Work instructions
Look through the entries below and extract exactly the lines from the one containing "use serde::Deserialize;" through the one containing "let catalog = Catalog::new(modules)", ends included.

Source information
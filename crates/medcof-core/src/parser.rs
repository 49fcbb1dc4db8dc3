//! TOML catalog parser.
//!
//! Loads module catalogs from TOML files and reports non-fatal issues.
//! Structural problems (no modules, duplicate ids, empty modules) are
//! rejected by [`Catalog::new`] and surface as [`CatalogIntegrityError`].
//!
//! [`CatalogIntegrityError`]: crate::error::CatalogIntegrityError

use std::collections::HashSet;
use std::path::Path;

use anyhow::{Context, Result};
use serde::Deserialize;

use crate::catalog::Catalog;
use crate::model::{Module, ModuleId, ModuleStats, Submodule};

/// Intermediate TOML structure for catalog files.
#[derive(Debug, Deserialize)]
struct TomlCatalogFile {
    #[serde(default)]
    modules: Vec<TomlModule>,
}

#[derive(Debug, Deserialize)]
struct TomlModule {
    id: u32,
    title: String,
    #[serde(default)]
    stats: TomlStats,
    #[serde(default)]
    submodules: Vec<TomlSubmodule>,
}

#[derive(Debug, Default, Deserialize)]
struct TomlStats {
    #[serde(default)]
    materials: u32,
    #[serde(default)]
    flashcards: u32,
}

#[derive(Debug, Deserialize)]
struct TomlSubmodule {
    title: String,
    #[serde(default)]
    description: String,
    #[serde(default)]
    duration: String,
}

/// Parse a single TOML file into a validated `Catalog`.
pub fn parse_catalog(path: &Path) -> Result<Catalog> {
    let content = std::fs::read_to_string(path)
        .with_context(|| format!("failed to read catalog file: {}", path.display()))?;

    parse_catalog_str(&content, path)
}

/// Parse a TOML string into a validated `Catalog`.
pub fn parse_catalog_str(content: &str, source_path: &Path) -> Result<Catalog> {
    let parsed: TomlCatalogFile = toml::from_str(content)
        .with_context(|| format!("failed to parse TOML: {}", source_path.display()))?;

    let modules = parsed
        .modules
        .into_iter()
        .map(|m| Module {
            id: ModuleId(m.id),
            title: m.title,
            stats: ModuleStats {
                materials: m.stats.materials,
                flashcards: m.stats.flashcards,
            },
            submodules: m
                .submodules
                .into_iter()
                .map(|s| Submodule {
                    title: s.title,
                    description: s.description,
                    duration: s.duration,
                })
                .collect(),
        })
        .collect();

    let catalog = Catalog::new(modules)
        .with_context(|| format!("invalid catalog: {}", source_path.display()))?;
    Ok(catalog)
}

/// Serialize a catalog back to the TOML layout `parse_catalog_str` reads.
pub fn catalog_to_toml(catalog: &Catalog) -> Result<String> {
    #[derive(serde::Serialize)]
    struct Out<'a> {
        modules: &'a [Module],
    }

    toml::to_string_pretty(&Out {
        modules: catalog.list_modules(),
    })
    .context("failed to serialize catalog")
}

/// A warning from catalog validation.
#[derive(Debug, Clone)]
pub struct ValidationWarning {
    /// The module the warning refers to.
    pub module_id: ModuleId,
    /// The submodule index, when the warning is about a single submodule.
    pub submodule_index: Option<usize>,
    /// Warning message.
    pub message: String,
}

/// Check a catalog for content that is legal but probably a mistake.
pub fn validate_catalog(catalog: &Catalog) -> Vec<ValidationWarning> {
    let mut warnings = Vec::new();

    for module in catalog.list_modules() {
        if module.title.trim().is_empty() {
            warnings.push(ValidationWarning {
                module_id: module.id,
                submodule_index: None,
                message: "module title is empty".into(),
            });
        }

        let mut seen_titles = HashSet::new();
        for (idx, sub) in module.submodules.iter().enumerate() {
            if sub.title.trim().is_empty() {
                warnings.push(ValidationWarning {
                    module_id: module.id,
                    submodule_index: Some(idx),
                    message: "submodule title is empty".into(),
                });
            } else if !seen_titles.insert(sub.title.as_str()) {
                warnings.push(ValidationWarning {
                    module_id: module.id,
                    submodule_index: Some(idx),
                    message: format!("duplicate submodule title: {}", sub.title),
                });
            }

            if sub.duration.trim().is_empty() {
                warnings.push(ValidationWarning {
                    module_id: module.id,
                    submodule_index: Some(idx),
                    message: "submodule has no duration".into(),
                });
            }
        }
    }

    warnings
}

#[cfg(test)]
mod tests {
    use super::*;
    use crate::error::CatalogIntegrityError;
    use std::path::PathBuf;

    const VALID_TOML: &str = r#"
[[modules]]
id = 10
title = "Endocrinologia"

[modules.stats]
materials = 22
flashcards = 41

[[modules.submodules]]
title = "Tireoide 1"
description = "Hipo e hipertireoidismo."
duration = "25 min"

[[modules.submodules]]
title = "Tireoide 2"
duration = "20 min"

[[modules]]
id = 11
title = "Nefrologia"

[[modules.submodules]]
title = "Distúrbios ácido-base"
duration = "50 min"
"#;

    #[test]
    fn parse_valid_toml() {
        let catalog = parse_catalog_str(VALID_TOML, &PathBuf::from("test.toml")).unwrap();
        assert_eq!(catalog.len(), 2);

        let endo = catalog.get_module(ModuleId(10)).unwrap();
        assert_eq!(endo.title, "Endocrinologia");
        assert_eq!(endo.stats.materials, 22);
        assert_eq!(endo.submodules.len(), 2);
        assert_eq!(endo.submodules[1].description, "");

        let nefro = catalog.get_module(ModuleId(11)).unwrap();
        assert_eq!(nefro.stats, ModuleStats::default());
    }

    #[test]
    fn parse_malformed_toml() {
        let bad = "this is not [valid toml }{";
        let result = parse_catalog_str(bad, &PathBuf::from("bad.toml"));
        assert!(result.is_err());
    }

    #[test]
    fn module_without_submodules_is_an_integrity_error() {
        let toml = r#"
[[modules]]
id = 1
title = "Vazio"
"#;
        let err = parse_catalog_str(toml, &PathBuf::from("empty.toml")).unwrap_err();
        assert_eq!(
            err.downcast_ref::<CatalogIntegrityError>(),
            Some(&CatalogIntegrityError::NoSubmodules {
                id: ModuleId(1),
                title: "Vazio".into(),
            })
        );
    }

    #[test]
    fn file_without_modules_is_an_integrity_error() {
        let err = parse_catalog_str("", &PathBuf::from("blank.toml")).unwrap_err();
        assert_eq!(
            err.downcast_ref::<CatalogIntegrityError>(),
            Some(&CatalogIntegrityError::Empty)
        );
    }

    #[test]
    fn builtin_catalog_survives_toml() {
        let builtin = Catalog::builtin();
        let toml = catalog_to_toml(&builtin).unwrap();
        let parsed = parse_catalog_str(&toml, &PathBuf::from("builtin.toml")).unwrap();
        assert_eq!(parsed, builtin);
    }

    #[test]
    fn validate_flags_suspicious_content() {
        let toml = r#"
[[modules]]
id = 1
title = " "

[[modules.submodules]]
title = "Aula"
duration = "10 min"

[[modules.submodules]]
title = "Aula"
"#;
        let catalog = parse_catalog_str(toml, &PathBuf::from("test.toml")).unwrap();
        let warnings = validate_catalog(&catalog);
        assert!(warnings.iter().any(|w| w.message == "module title is empty"));
        assert!(warnings
            .iter()
            .any(|w| w.message.contains("duplicate submodule title")
                && w.submodule_index == Some(1)));
        assert!(warnings
            .iter()
            .any(|w| w.message.contains("no duration") && w.submodule_index == Some(1)));
    }

    #[test]
    fn builtin_catalog_has_no_warnings() {
        assert!(validate_catalog(&Catalog::builtin()).is_empty());
    }

    #[test]
    fn load_file() {
        let dir = tempfile::tempdir().unwrap();
        let file_path = dir.path().join("catalog.toml");
        std::fs::write(&file_path, VALID_TOML).unwrap();

        let catalog = parse_catalog(&file_path).unwrap();
        assert_eq!(catalog.first_module().id, ModuleId(10));
    }

    #[test]
    fn missing_file_names_the_path() {
        let err = parse_catalog(Path::new("/nonexistent/catalog.toml")).unwrap_err();
        assert!(format!("{err:#}").contains("/nonexistent/catalog.toml"));
    }
}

Result for this exercise
use serde::Deserialize;

use crate::catalog::Catalog;
use crate::model::{Module, ModuleId, ModuleStats, Submodule};

/// Intermediate TOML structure for catalog files.
#[derive(Debug, Deserialize)]
struct TomlCatalogFile {
    #[serde(default)]
    modules: Vec<TomlModule>,
}

#[derive(Debug, Deserialize)]
struct TomlModule {
    id: u32,
    title: String,
    #[serde(default)]
    stats: TomlStats,
    #[serde(default)]
    submodules: Vec<TomlSubmodule>,
}

#[derive(Debug, Default, Deserialize)]
struct TomlStats {
    #[serde(default)]
    materials: u32,
    #[serde(default)]
    flashcards: u32,
}

#[derive(Debug, Deserialize)]
struct TomlSubmodule {
    title: String,
    #[serde(default)]
    description: String,
    #[serde(default)]
    duration: String,
}

/// Parse a single TOML file into a validated `Catalog`.
pub fn parse_catalog(path: &Path) -> Result<Catalog> {
    let content = std::fs::read_to_string(path)
        .with_context(|| format!("failed to read catalog file: {}", path.display()))?;

    parse_catalog_str(&content, path)
}

/// Parse a TOML string into a validated `Catalog`.
pub fn parse_catalog_str(content: &str, source_path: &Path) -> Result<Catalog> {
    let parsed: TomlCatalogFile = toml::from_str(content)
        .with_context(|| format!("failed to parse TOML: {}", source_path.display()))?;

    let modules = parsed
        .modules
        .into_iter()
        .map(|m| Module {
            id: ModuleId(m.id),
            title: m.title,
            stats: ModuleStats {
                materials: m.stats.materials,
                flashcards: m.stats.flashcards,
            },
            submodules: m
                .submodules
                .into_iter()
                .map(|s| Submodule {
                    title: s.title,
                    description: s.description,
                    duration: s.duration,
                })
                .collect(),
        })
        .collect();

    let catalog = Catalog::new(modules)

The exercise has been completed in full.